I realize that I started this series claiming that “there are a myriad of reasons that I may like a book, but an author – that’s talking about a much larger and deeper scope of influence worth exploring.” I also realize that I am about to extol the writing excellence of an author who wrote only one book in the entirety of her life. The irony is not lost. However, I think the true merit of Harper Lee’s contribution may not lie in the work itself, though it is moving. I think that her life, the events that led up to the conception of this novel, are the moments that truly moved me. She wrote her heart onto the page and shared it with the world. She said what she had to say in one glorious and lasting story. And then she was silent.
Sometimes the Bible in the hand of one man is worse than a whisky bottle in the hand of (another)… There are just some kind of men who – who’re so busy worrying about the next world they’ve never learned to live in this one, and you can look down the street and see the results.
To my high-school mind, To Kill a Mockingbird was about racism, plain and simple. And it was. But to leave the definition of this book with that simple description is to do it a great disservice. Yes, it is about racism. But it is also about courage and honor and fighting for what is right. It’s about seeing people for who they really are, for seeking to understand what moves them. It’s about human rights. It’s about you. It’s about me. It is full of painful moments, full of heaviness, full of sadness, full of hope. It is the heart of a woman put to paper. It is a memoir of a memory.
Cry about the simple hell people give other people – without even thinking.
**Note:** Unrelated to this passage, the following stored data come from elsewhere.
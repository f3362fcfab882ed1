use chrono::{DateTime, Utc};
use serde::{Deserialize, Serialize};

use super::UNSAVED_ID;

/// Comment entity - a reply left under a post.
#[derive(Debug, Clone, Serialize, Deserialize)]
pub struct Comment {
    pub id: i64,
    pub post_id: i64,
    pub author_id: i64,
    pub text: String,
    pub created_at: DateTime<Utc>,
}

impl Comment {
    /// Create a new comment on `post_id` written by `author_id`.
    pub fn new(post_id: i64, author_id: i64, text: String) -> Self {
        Self {
            id: UNSAVED_ID,
            post_id,
            author_id,
            text,
            created_at: Utc::now(),
        }
    }
}
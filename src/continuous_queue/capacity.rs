use std::cmp;

use log::{debug, trace};

use super::ContinuousQueue;
use crate::behavior::Bounds;

impl<T, B: Bounds> ContinuousQueue<T, B> {
    /// Sets the capacity of the queue.
    ///
    /// Can shrink or grow the backing array, but never below the number of
    /// live elements. The live elements are moved to the start of the new
    /// array in logical order; their absolute indices do not change.
    ///
    /// Returns the capacity actually applied.
    ///
    /// # Examples
    ///
    /// ```
    /// use continuous_queue::ContinuousQueue;
    ///
    /// let mut queue: ContinuousQueue<_> = ContinuousQueue::with_capacity(4);
    /// queue.extend(0..3);
    ///
    /// assert_eq!(queue.set_capacity(32), 32);
    /// assert_eq!(queue.set_capacity(1), 3);
    /// assert_eq!(queue.capacity(), 3);
    /// assert_eq!(queue.get(1), Ok(&1));
    /// ```
    pub fn set_capacity(&mut self, capacity: usize) -> usize {
        let len = self.len();
        let capacity = cmp::max(capacity, len);
        let old_capacity = self.capacity();

        let mut items = Vec::with_capacity(capacity);
        {
            let (front, back) = self.runs_mut();
            items.extend(front.iter_mut().map(Option::take));
            items.extend(back.iter_mut().map(Option::take));
        }
        debug_assert_eq!(items.len(), len);
        items.resize_with(capacity, || None);

        self.items = items;
        self.cursors.relinearize(capacity);

        trace!("resized queue from {} to {} slots ({} live)",
               old_capacity,
               capacity,
               len);
        capacity
    }

    /// Shrinks the backing array to exactly the number of live elements.
    pub fn shrink_to_fit(&mut self) -> usize {
        let len = self.len();
        self.set_capacity(len)
    }

    /// Doubles the backing array when the next insert would not fit.
    #[inline]
    pub(super) fn grow_if_full(&mut self) {
        let len = self.len();
        if len == self.capacity() {
            let capacity = cmp::max(len * 2, 1);
            debug!("queue full at {} elements, growing to {}", len, capacity);
            self.set_capacity(capacity);
        }
    }

    /// The live slots as two contiguous runs in logical order.
    #[inline]
    pub(super) fn runs(&self) -> (&[Option<T>], &[Option<T>]) {
        let head = self.cursors.head();
        let (first, second) = self.cursors.runs(self.capacity());
        (&self.items[head..head + first], &self.items[..second])
    }

    /// Mutable variant of `runs`.
    #[inline]
    pub(super) fn runs_mut(&mut self) -> (&mut [Option<T>], &mut [Option<T>]) {
        let head = self.cursors.head();
        let (first, second) = self.cursors.runs(self.capacity());
        let (wrapped, rest) = self.items.split_at_mut(head);
        (&mut rest[..first], &mut wrapped[..second])
    }
}
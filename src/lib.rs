//! A growable circular buffer that can be absolutely indexed.
//!
//! Every element added to a `ContinuousQueue` is numbered with an absolute
//! index that stays unique for the life of the queue. Elements can be read
//! or overwritten through that index for as long as they are resident,
//! independent of where the ring currently keeps them. Once an element is
//! removed its index is never handed out again.
//!
//! This queue has `O(1)` amortized inserts and removals from both ends of the
//! container and `O(1)` indexing. When full, an insert doubles the backing
//! array and moves the live elements back to slot 0 in logical order.
//!
//! # Feature Flags
//! The **continuous-queue** crate has the following cargo feature flags:
//!
//! - `serde`
//!   - Optional, enabled by default
//!   - Derive `Serialize` and `Deserialize` for [`Settings`], so the initial
//!     capacity can be read from a host's configuration
//!
//! # Absolute indices
//! ```
//! use continuous_queue::ContinuousQueue;
//!
//! let mut queue: ContinuousQueue<_> = ContinuousQueue::with_capacity(2);
//!
//! assert_eq!(queue.push_back("b"), 0);
//! assert_eq!(queue.push_back("c"), 1);
//! assert_eq!(queue.push_front("a"), -1);
//! assert_eq!(queue.push_back("d"), 2);
//!
//! assert_eq!(queue.beginning_index(), -1);
//! assert_eq!(queue.end_index(), 2);
//! assert_eq!(queue.get(1), Ok(&"c"));
//! ```
//!
//! # Bounds
//! By default random access excludes the two endpoints of the live range:
//! `get(beginning_index())` and `get(end_index())` fail, and the oldest and
//! newest elements are read with `front` and `back`. [`InclusiveQueue`]
//! admits the whole range.
//!
//! ```
//! use continuous_queue::{ContinuousQueue, InclusiveQueue};
//!
//! let exclusive: ContinuousQueue<_> = (0..3).collect();
//! assert!(exclusive.get(0).is_err());
//! assert_eq!(exclusive.get(1), Ok(&1));
//! assert_eq!(exclusive.front(), Ok(&0));
//!
//! let inclusive: InclusiveQueue<_> = (0..3).collect();
//! assert_eq!(inclusive.get(0), Ok(&0));
//! assert_eq!(inclusive.get(2), Ok(&2));
//! ```
//!
//! # Sliding window
//! ```
//! use continuous_queue::InclusiveQueue;
//!
//! let mut window: InclusiveQueue<u32> = InclusiveQueue::with_capacity(4);
//!
//! for sample in 0..10 {
//!     let index = window.push_back(sample);
//!     if window.len() > 3 {
//!         window.pop_front().unwrap();
//!     }
//!     assert_eq!(window.get(index), Ok(&sample));
//! }
//!
//! assert_eq!(window.beginning_index(), 7);
//! assert_eq!(window.iter().cloned().collect::<Vec<_>>(), vec![7, 8, 9]);
//! assert_eq!(window.capacity(), 4);
//! ```
//!
//! # Concurrency
//! The queue does no locking of its own. Mutation takes `&mut self`, so
//! sharing one between threads means putting it behind a lock and taking the
//! write side for every insert, removal, `set` or resize.

#![deny(missing_docs)]

mod behavior;
mod config;
mod continuous_queue;
mod cursor;
pub mod error;
mod utils;

pub use behavior::{Bounds, Exclusive, Inclusive};
pub use config::{Settings, DEFAULT_CAPACITY};
pub use continuous_queue::{ContinuousQueue, InclusiveQueue, Indexed, IntoIter, Iter, IterMut};
pub use error::{QueueError, Result};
Harper Lee was given a year to write whatever she wanted and this is what she chose to write. It took her two and a half years of re-writes before it was fit to publish and she never wrote another book, never spoke at conferences or awards luncheons. She shunned the public eye and felt it was better to remain silent then be thought a fool. I can’t imagine the weight of this story, pressing upon her, burning to be told, and the relief she must have felt after it was finished, her story. There was no follow-up; no other intensely moving novel. No series contracts. There was simply, the story. And then, she just slipped away. Back to her life, humble and happy.
There’s a lot of ugly things in this world, son. I wish I could keep ’em all away from you. That’s never possible.
Because of Harper Lee, I found Salinger and Steinbeck. Because of her, I realized that the motivations behind the moments are often more significant than the moments themselves. Because of Lee I realized that whether fame or fortune follow, the story must be told. Because of Harper Lee I am the writer I am today.